Subsea cables not just about capacity

Anthony McLachlan/Ciena

The Asia-Pacific region has over 124,000 km of subsea cables, valued at $8.5 billion, with another 14,000 km planned for rollout in the next couple of years.

Demand for capacity has grown eight-fold over the past four years, driven by both public Internet traffic and private networks including those of large enterprises such as Google, Facebook and Alibaba. TeleGeography projects demand to increase another 40% through 2021.

It is no exaggeration to say that affordable, reliable cable infrastructure underpins the success of the wide range of web-scale businesses in Asia, forming a virtuous cycle of capacity, cost and consumption.

Alongside increasing capacity and demand, there have been sharp declines in price across intra-Asian submarine networks over the past couple of years — median 10Gbps prices throughout the region decreased 32% last year. The decline in price is attributed to the low incremental cost of supply available on some parts of the network.

Continued investment in network infrastructure has led to an increase in intra-Asia submarine cable capacity, which stood at 211 Tbps. An overwhelming 65 Tbps of new capacity was deployed in 2014 alone.

Major upcoming projects in the region include the Asia Pacific Gateway and the Bay of Bengal Gateway, as well as Asia-Africa-Europe-1 (AAE-1) — a 25,000-kilometer cable system from Southeast Asia to Europe, connecting Hong Kong, Vietnam, Cambodia, Malaysia, Singapore, Thailand, India, Pakistan, Oman, United Arab Emirates, Qatar, Yemen, Djibouti, Saudi Arabia, Egypt, Greece, Italy and France.

However, simply adding raw capacity on its own is not enough.
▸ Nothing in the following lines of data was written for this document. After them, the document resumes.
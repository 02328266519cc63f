//! Trip service data repository for database operations.

use chrono::Utc;
use sea_orm::{
    ActiveModelTrait, ActiveValue, ColumnTrait, Condition, DatabaseConnection, DbErr, EntityTrait,
    PaginatorTrait, QueryFilter,
};
use uuid::Uuid;

use crate::server::{
    model::trip_service::{CreateTripServiceParam, UpdateTripServiceDto},
    query::Pagination,
};

/// Repository providing database operations for the trip service catalog.
pub struct TripServiceRepository<'a> {
    db: &'a DatabaseConnection,
}

impl<'a> TripServiceRepository<'a> {
    /// Creates a new TripServiceRepository instance.
    ///
    /// # Arguments
    /// - `db` - Reference to the database connection
    ///
    /// # Returns
    /// - `TripServiceRepository` - New repository instance
    pub fn new(db: &'a DatabaseConnection) -> Self {
        Self { db }
    }

    /// Inserts a new catalog entry in ACTIVE status.
    ///
    /// # Arguments
    /// - `param` - Listing fields and the owning agent's id
    ///
    /// # Returns
    /// - `Ok(Model)` - The created trip service row
    /// - `Err(DbErr)` - Database error during insert
    pub async fn create(
        &self,
        param: CreateTripServiceParam,
    ) -> Result<entity::trip_service::Model, DbErr> {
        let now = Utc::now();
        entity::trip_service::ActiveModel {
            id: ActiveValue::Set(Uuid::new_v4().to_string()),
            user_id: ActiveValue::Set(param.user_id),
            from_location: ActiveValue::Set(param.from_location),
            to_location: ActiveValue::Set(param.to_location),
            description: ActiveValue::Set(param.description),
            price: ActiveValue::Set(param.price),
            route_type: ActiveValue::Set(param.route_type),
            service_type: ActiveValue::Set(param.service_type),
            is_popular: ActiveValue::Set(false),
            status: ActiveValue::Set(entity::trip_service::ServiceStatus::Active),
            created_at: ActiveValue::Set(now),
            updated_at: ActiveValue::Set(now),
        }
        .insert(self.db)
        .await
    }

    /// Finds a catalog entry by id.
    ///
    /// # Arguments
    /// - `id` - Id of the trip service
    ///
    /// # Returns
    /// - `Ok(Some(Model))` - Entry found
    /// - `Ok(None)` - No entry with that id
    /// - `Err(DbErr)` - Database error during query
    pub async fn find_by_id(&self, id: &str) -> Result<Option<entity::trip_service::Model>, DbErr> {
        entity::prelude::TripService::find_by_id(id).one(self.db).await
    }

    /// Applies a partial update and returns the refreshed row.
    ///
    /// Absent fields are left untouched. Returns `None` when the entry does
    /// not exist.
    ///
    /// # Arguments
    /// - `id` - Id of the trip service
    /// - `dto` - Fields to change
    ///
    /// # Returns
    /// - `Ok(Some(Model))` - Updated row
    /// - `Ok(None)` - No entry with that id
    /// - `Err(DbErr)` - Database error during update
    pub async fn update(
        &self,
        id: &str,
        dto: UpdateTripServiceDto,
    ) -> Result<Option<entity::trip_service::Model>, DbErr> {
        let Some(service) = self.find_by_id(id).await? else {
            return Ok(None);
        };

        let mut active: entity::trip_service::ActiveModel = service.into();
        if let Some(from_location) = dto.from_location {
            active.from_location = ActiveValue::Set(from_location);
        }
        if let Some(to_location) = dto.to_location {
            active.to_location = ActiveValue::Set(to_location);
        }
        if let Some(description) = dto.description {
            active.description = ActiveValue::Set(Some(description));
        }
        if let Some(price) = dto.price {
            active.price = ActiveValue::Set(price);
        }
        if let Some(route_type) = dto.route_type {
            active.route_type = ActiveValue::Set(Some(route_type));
        }
        if let Some(service_type) = dto.service_type {
            active.service_type = ActiveValue::Set(service_type);
        }
        if let Some(is_popular) = dto.is_popular {
            active.is_popular = ActiveValue::Set(is_popular);
        }
        if let Some(status) = dto.status {
            active.status = ActiveValue::Set(status);
        }
        active.updated_at = ActiveValue::Set(Utc::now());

        Ok(Some(active.update(self.db).await?))
    }

    /// Deletes a catalog entry.
    ///
    /// # Arguments
    /// - `id` - Id of the trip service
    ///
    /// # Returns
    /// - `Ok(true)` - A row was deleted
    /// - `Ok(false)` - No entry with that id
    /// - `Err(DbErr)` - Database error during delete
    pub async fn delete(&self, id: &str) -> Result<bool, DbErr> {
        let result = entity::prelude::TripService::delete_by_id(id).exec(self.db).await?;
        Ok(result.rows_affected > 0)
    }

    /// Gets catalog entries matching a filter condition with pagination.
    ///
    /// # Arguments
    /// - `condition` - Composed filter condition
    /// - `pagination` - Resolved page, limit, and sort parameters
    ///
    /// # Returns
    /// - `Ok((services, total))` - Page of entries and the total match count
    /// - `Err(DbErr)` - Database error during query
    pub async fn get_all_filtered(
        &self,
        condition: Condition,
        pagination: &Pagination,
    ) -> Result<(Vec<entity::trip_service::Model>, u64), DbErr> {
        let total = entity::prelude::TripService::find()
            .filter(condition.clone())
            .count(self.db)
            .await?;

        let services = pagination
            .apply(entity::prelude::TripService::find().filter(condition))
            .all(self.db)
            .await?;

        Ok((services, total))
    }

    /// Gets all entries owned by an agent with pagination.
    ///
    /// # Arguments
    /// - `user_id` - Id of the owning agent
    /// - `pagination` - Resolved page, limit, and sort parameters
    ///
    /// # Returns
    /// - `Ok((services, total))` - Page of entries and the total count
    /// - `Err(DbErr)` - Database error during query
    pub async fn get_by_owner(
        &self,
        user_id: &str,
        pagination: &Pagination,
    ) -> Result<(Vec<entity::trip_service::Model>, u64), DbErr> {
        let condition =
            Condition::all().add(entity::trip_service::Column::UserId.eq(user_id));
        self.get_all_filtered(condition, pagination).await
    }
}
Asian enterprises are going “web-scale” by creating an explosion of traffic driven by on-demand video streaming, enterprise cloud adoption, virtualized network functions, and Bring Your Own Device (BYOD).

These dynamics are challenging network operators’ capabilities in terms of speed and scalability. With the widespread emergence in the region of web-scale trends such as cloud data centers, as well as the rapid rise in Data Center Interconnect (DCI) and cloud computing, there are increasingly sophisticated demands being placed on intra-Asia Pacific cable infrastructure.

Mobile trends such as LTE and LTE-A backhaul, the latest trends in mobile data, machine-to-machine (M2M), also require very specific network functionalities from undersea networks.